» TRY IT
Only lines with the string "earlier" should be returned from the data below.

═════ GIVEN ENTRIES ═════

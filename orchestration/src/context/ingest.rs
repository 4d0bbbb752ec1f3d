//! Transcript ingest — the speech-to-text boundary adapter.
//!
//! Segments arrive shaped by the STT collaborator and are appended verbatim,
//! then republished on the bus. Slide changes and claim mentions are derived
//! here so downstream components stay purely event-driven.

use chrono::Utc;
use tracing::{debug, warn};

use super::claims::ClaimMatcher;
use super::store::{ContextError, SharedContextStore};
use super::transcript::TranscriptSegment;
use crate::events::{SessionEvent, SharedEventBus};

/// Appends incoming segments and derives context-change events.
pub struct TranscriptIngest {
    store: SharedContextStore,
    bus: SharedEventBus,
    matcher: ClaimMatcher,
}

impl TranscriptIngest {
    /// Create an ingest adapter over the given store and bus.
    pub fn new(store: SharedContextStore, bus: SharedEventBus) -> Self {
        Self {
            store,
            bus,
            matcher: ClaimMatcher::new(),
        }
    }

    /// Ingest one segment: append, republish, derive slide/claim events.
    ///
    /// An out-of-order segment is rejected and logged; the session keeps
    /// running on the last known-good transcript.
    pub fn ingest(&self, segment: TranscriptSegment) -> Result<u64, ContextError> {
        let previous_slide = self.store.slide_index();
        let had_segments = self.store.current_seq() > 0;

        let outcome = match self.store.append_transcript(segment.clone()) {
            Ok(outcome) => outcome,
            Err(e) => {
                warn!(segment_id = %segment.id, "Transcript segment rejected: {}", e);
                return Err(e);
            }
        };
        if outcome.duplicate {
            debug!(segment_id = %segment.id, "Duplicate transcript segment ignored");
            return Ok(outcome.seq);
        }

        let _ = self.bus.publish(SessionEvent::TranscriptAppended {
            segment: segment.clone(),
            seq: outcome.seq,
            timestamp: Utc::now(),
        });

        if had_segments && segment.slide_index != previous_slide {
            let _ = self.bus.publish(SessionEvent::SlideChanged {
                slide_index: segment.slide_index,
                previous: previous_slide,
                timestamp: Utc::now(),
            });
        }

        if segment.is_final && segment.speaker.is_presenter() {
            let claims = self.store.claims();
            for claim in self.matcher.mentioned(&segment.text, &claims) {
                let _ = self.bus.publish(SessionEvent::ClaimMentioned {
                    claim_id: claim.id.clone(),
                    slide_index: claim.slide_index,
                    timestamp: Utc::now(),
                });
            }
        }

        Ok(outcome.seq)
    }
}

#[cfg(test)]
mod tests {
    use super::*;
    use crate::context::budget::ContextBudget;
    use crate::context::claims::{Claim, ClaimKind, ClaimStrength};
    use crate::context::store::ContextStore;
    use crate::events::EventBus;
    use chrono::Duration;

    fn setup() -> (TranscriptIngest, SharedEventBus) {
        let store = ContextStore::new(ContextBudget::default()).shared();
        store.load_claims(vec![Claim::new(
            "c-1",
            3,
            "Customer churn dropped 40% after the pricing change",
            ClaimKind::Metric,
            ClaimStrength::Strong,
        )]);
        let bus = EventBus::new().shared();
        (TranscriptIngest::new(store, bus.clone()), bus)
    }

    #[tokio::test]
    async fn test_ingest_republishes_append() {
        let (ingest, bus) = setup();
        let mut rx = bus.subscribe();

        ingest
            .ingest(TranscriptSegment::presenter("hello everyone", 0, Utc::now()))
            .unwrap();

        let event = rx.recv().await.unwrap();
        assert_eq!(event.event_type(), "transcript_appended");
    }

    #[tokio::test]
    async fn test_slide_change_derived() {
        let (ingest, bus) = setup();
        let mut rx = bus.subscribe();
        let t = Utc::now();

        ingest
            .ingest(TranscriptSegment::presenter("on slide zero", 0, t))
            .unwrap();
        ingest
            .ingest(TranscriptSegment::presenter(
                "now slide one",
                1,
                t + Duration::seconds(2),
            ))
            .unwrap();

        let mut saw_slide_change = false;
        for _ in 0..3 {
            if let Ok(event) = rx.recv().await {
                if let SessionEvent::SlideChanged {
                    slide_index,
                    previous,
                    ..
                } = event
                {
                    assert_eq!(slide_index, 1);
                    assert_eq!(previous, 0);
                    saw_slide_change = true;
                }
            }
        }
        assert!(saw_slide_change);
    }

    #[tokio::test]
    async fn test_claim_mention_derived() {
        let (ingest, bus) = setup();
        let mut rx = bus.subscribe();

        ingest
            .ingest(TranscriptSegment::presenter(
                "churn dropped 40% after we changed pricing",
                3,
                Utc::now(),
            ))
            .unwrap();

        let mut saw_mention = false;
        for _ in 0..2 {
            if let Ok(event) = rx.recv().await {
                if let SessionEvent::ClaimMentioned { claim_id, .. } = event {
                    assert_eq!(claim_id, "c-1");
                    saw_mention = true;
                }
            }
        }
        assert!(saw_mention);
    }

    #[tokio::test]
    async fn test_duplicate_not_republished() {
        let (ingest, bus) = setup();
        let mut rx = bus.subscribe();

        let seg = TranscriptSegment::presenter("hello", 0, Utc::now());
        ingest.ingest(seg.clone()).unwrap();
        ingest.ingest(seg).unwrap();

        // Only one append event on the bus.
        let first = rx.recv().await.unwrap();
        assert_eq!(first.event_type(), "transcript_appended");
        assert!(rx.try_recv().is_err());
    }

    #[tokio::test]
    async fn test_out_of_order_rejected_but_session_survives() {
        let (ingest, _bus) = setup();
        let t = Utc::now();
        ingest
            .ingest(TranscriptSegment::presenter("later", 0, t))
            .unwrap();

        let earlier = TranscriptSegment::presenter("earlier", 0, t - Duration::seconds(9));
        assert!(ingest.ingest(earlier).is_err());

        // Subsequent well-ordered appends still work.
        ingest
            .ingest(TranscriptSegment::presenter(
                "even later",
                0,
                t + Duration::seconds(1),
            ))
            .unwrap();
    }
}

═════
═════ GIVEN ENTRIES ═════

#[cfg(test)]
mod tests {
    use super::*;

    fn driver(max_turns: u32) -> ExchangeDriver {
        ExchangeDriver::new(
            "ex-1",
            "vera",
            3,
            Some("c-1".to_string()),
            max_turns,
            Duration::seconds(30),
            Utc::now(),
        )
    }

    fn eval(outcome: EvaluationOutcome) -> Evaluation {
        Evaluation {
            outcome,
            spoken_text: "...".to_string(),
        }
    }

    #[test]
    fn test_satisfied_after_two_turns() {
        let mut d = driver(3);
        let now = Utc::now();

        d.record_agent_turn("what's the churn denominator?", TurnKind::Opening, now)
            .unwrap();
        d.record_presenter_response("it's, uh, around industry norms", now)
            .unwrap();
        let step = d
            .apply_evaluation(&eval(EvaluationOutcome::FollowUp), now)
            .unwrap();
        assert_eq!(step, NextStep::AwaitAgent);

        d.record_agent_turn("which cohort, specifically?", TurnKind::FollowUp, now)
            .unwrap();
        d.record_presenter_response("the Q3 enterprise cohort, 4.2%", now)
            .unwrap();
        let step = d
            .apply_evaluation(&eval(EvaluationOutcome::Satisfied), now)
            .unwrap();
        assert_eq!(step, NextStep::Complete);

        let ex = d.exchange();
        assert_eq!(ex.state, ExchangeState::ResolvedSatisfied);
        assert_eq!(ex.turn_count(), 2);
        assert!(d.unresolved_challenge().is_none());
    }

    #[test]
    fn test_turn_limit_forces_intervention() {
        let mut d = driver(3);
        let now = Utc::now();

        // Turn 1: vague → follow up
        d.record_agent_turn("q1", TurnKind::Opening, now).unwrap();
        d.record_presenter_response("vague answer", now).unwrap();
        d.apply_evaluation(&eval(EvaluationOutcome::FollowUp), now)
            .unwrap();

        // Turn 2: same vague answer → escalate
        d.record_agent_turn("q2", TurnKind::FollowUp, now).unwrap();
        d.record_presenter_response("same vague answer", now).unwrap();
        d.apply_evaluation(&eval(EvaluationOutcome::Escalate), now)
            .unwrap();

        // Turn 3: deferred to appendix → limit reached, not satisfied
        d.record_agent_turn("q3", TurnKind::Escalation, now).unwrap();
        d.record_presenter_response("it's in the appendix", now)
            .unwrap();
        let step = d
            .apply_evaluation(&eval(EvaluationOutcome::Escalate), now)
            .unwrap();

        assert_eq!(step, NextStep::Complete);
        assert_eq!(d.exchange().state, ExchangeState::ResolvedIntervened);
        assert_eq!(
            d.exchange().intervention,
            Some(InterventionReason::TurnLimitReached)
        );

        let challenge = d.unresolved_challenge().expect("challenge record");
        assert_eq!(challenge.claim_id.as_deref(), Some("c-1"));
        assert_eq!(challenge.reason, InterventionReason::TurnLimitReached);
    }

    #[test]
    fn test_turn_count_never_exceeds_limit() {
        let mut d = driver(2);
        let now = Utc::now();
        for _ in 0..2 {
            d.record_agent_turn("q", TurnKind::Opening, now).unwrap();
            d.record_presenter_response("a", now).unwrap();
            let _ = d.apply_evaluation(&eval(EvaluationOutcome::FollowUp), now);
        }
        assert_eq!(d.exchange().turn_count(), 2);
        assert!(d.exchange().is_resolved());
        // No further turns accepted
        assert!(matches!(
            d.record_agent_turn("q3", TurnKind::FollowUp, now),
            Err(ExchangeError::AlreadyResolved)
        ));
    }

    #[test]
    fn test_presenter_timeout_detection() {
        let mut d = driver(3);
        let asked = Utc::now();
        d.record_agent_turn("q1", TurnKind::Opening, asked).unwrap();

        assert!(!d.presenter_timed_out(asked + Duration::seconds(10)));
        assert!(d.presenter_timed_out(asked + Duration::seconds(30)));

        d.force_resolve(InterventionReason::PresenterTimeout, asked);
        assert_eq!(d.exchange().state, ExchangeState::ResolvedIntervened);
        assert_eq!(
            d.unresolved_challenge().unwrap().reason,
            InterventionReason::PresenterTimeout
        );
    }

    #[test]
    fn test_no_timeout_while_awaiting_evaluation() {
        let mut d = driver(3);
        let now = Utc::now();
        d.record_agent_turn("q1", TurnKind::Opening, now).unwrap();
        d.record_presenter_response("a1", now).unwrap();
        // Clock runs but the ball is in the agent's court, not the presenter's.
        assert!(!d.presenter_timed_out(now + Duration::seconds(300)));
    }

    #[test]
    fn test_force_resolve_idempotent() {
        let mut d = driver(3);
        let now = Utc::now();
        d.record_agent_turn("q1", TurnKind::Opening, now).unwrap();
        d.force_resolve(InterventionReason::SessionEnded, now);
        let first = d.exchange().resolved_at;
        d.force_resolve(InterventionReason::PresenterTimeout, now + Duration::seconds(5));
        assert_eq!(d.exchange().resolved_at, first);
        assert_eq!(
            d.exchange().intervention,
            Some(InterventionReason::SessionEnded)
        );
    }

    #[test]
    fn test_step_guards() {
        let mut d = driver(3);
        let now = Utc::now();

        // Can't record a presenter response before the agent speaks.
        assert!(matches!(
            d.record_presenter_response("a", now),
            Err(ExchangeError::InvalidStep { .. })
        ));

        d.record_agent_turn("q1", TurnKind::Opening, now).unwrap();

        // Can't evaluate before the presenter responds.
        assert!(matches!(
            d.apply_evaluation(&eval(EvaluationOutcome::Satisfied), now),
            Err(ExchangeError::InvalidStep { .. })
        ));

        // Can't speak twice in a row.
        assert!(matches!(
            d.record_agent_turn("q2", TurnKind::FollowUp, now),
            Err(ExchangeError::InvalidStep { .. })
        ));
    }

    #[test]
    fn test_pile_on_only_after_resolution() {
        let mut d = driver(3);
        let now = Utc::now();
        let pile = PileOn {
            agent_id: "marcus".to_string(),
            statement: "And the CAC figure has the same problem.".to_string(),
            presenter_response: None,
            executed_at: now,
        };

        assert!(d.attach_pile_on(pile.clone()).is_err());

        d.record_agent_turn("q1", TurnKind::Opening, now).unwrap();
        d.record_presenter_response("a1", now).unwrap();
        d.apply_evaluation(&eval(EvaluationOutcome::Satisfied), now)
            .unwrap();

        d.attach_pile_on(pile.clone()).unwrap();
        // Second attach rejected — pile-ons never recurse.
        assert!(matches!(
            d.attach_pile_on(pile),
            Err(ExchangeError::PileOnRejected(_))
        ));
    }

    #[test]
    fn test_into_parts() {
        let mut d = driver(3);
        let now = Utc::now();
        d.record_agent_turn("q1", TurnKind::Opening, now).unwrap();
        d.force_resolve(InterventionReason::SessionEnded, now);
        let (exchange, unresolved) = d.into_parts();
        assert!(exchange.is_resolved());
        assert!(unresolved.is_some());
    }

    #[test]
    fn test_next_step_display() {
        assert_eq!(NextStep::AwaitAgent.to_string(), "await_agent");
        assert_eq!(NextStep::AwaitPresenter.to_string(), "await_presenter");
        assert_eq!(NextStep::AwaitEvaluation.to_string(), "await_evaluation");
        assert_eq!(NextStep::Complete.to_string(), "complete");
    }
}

═════

» REPLY TO THE TASK
        let earlier = TranscriptSegment::presenter("earlier", 0, t - Duration::seconds(9));
        assert!(ingest.ingest(earlier).is_err());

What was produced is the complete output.